JARDIN DES PLANTES Ô MA PATRIE (2002)

(à ma mère, qui habita jeune fille au Jardin des Plantes)
 
Jardin des plantes ô ma patrie.
Je n’y vécus je n’y naquis.
Toi, tu habitais rue Cuvier.
Ton jardinet ouvrait
Sur les grandes allées
 
Tu y emmenais le soir tes amis
C’était désert
Tout le jardin pour toi
Toutes les plantes pour toi
Les animaux pour toi
Les oies sauvages
Les otaries
Comme je t’envie.
 
Quand je vais au Jardin des plantes,
Je cherche toujours ta maison,
Ton pavillon.
 
Mais je reste indécise.
Je ne sais pas trop lequel c’est.
Ton adresse était rue Cuvier
Je devrais m’en vais fouiller mes papiers.
Regarder sur tes vieilles lettres
Le numéro.
Je tombe sur un album photo.
Je regarde étonnée
Ta jeunesse.
Ta jeunesse en veste à carreaux
Qui claque au vent en noir et blanc
Sur cette photo des années trente.
Devant la grille mangée de lierre
D’une maison qu’on distingue mal.
Bien plantée au jardin des Plantes
Tu poses d’un air vainqueur
Avec mon père endimanché
Le fiancé.
 
Vous étiez élégants.
 
          *
 
Qu’ai-je à voir avec vous, joli couple fringant
souriant dans l’entre-deux-guerres ?
Que t’est-il arrivé dans ce siècle, ma mère ?
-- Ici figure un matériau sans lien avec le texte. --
use crate::error::Error;

use blindvote::{verify_signed_request, PublicKey};
use rocket::http::Status;
use rocket::request::{FromRequest, Outcome};
use rocket::Request;

/// Signed-request headers: `X-Signature-Key` is a base64 public key and
/// `X-Signature` signs the ASCII `METHOD SP REQUEST-URI`. The guard
/// fails with 400 where an endpoint requires it; use `Option<_>` where
/// the headers are optional.
pub struct SignedHeaders {
    pub public_key: PublicKey,
}

#[rocket::async_trait]
impl<'r> FromRequest<'r> for SignedHeaders {
    type Error = Error;

    async fn from_request(req: &'r Request<'_>) -> Outcome<Self, Error> {
        let key = req.headers().get_one("X-Signature-Key");
        let sig = req.headers().get_one("X-Signature");
        let (key, sig) = match (key, sig) {
            (Some(key), Some(sig)) => (key, sig),
            _ => {
                return Outcome::Error((Status::BadRequest, Error::MissingSignatureHeaders));
            }
        };

        let uri = req.uri().to_string();
        match verify_signed_request(
            key.as_bytes(),
            sig.as_bytes(),
            req.method().as_str(),
            &uri,
        ) {
            Ok(public_key) => Outcome::Success(SignedHeaders { public_key }),
            Err(e) => Outcome::Error((Status::BadRequest, e.into())),
        }
    }
}

/// The `X-Public-Key` header: the hex bytes of the admin key the caller
/// claims to be publishing an election under.
pub struct AdminKeyHeader(pub String);

#[rocket::async_trait]
impl<'r> FromRequest<'r> for AdminKeyHeader {
    type Error = Error;

    async fn from_request(req: &'r Request<'_>) -> Outcome<Self, Error> {
        match req.headers().get_one("X-Public-Key") {
            Some(value) => Outcome::Success(AdminKeyHeader(value.to_string())),
            None => Outcome::Error((Status::BadRequest, Error::MissingPublicKeyHeader)),
        }
    }
}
Je ne t’ai vue qu’en léthargie
Assommée par quelque massue.
Qui étais-tu ? Ô maquillée
Qui le soir t’enduisais d’onguents
Et le matin recommençais
Redessinant trait après trait
Ton visage un peu boursouflé.
Devenue blonde platinée.
 
Ton visage peint me poursuit.
Peindre visage, c’est ma vie.
Est-ce le tien qui me chagrine ?
Je le porte je le rumine
Moi la bovine
Comme une icône inachevée
Lavée de temps et d’alluvions.
 
Mais d’un visage, on ne sait rien.
On ne peut que lire le feuillage
Qui le dissimule ou l’ombrage.
Quant aux pensées !
 
             *
 
Ô mère aujourd’hui disparue et terrée
sous la pierre et la véronique,
je me souviens de toi quand tu portais voilette.
 
Tu ne m’as pas donné d’affection très visible
Mais tu m’as donné une ville
 
Tu m’as donné la rue de Grenelle
Où tu es née
Tu m’as donné le ministère de l’Instruction publique
Tu m’as donné le lycée Duruy,
Saint-Étienne-du-Mont, Saint-Médard,
Tu m’as donné la Halle aux vins
Tu m’as donné le Muséum
Avec tout son herbier,
Son serpentarium, sa fauverie.
Tu m’as donné Paris.
Merci.
 
Quand je vais au Jardin des plantes
Je cherche ta silhouette
Et je lis toutes les étiquettes
L’arbre aux quarante écus
Le saule chevelu.
(les mêmes que tu as lues).
 
Je m’assieds sur un banc.
J’attends.
 
Je fume.
Je prends racine.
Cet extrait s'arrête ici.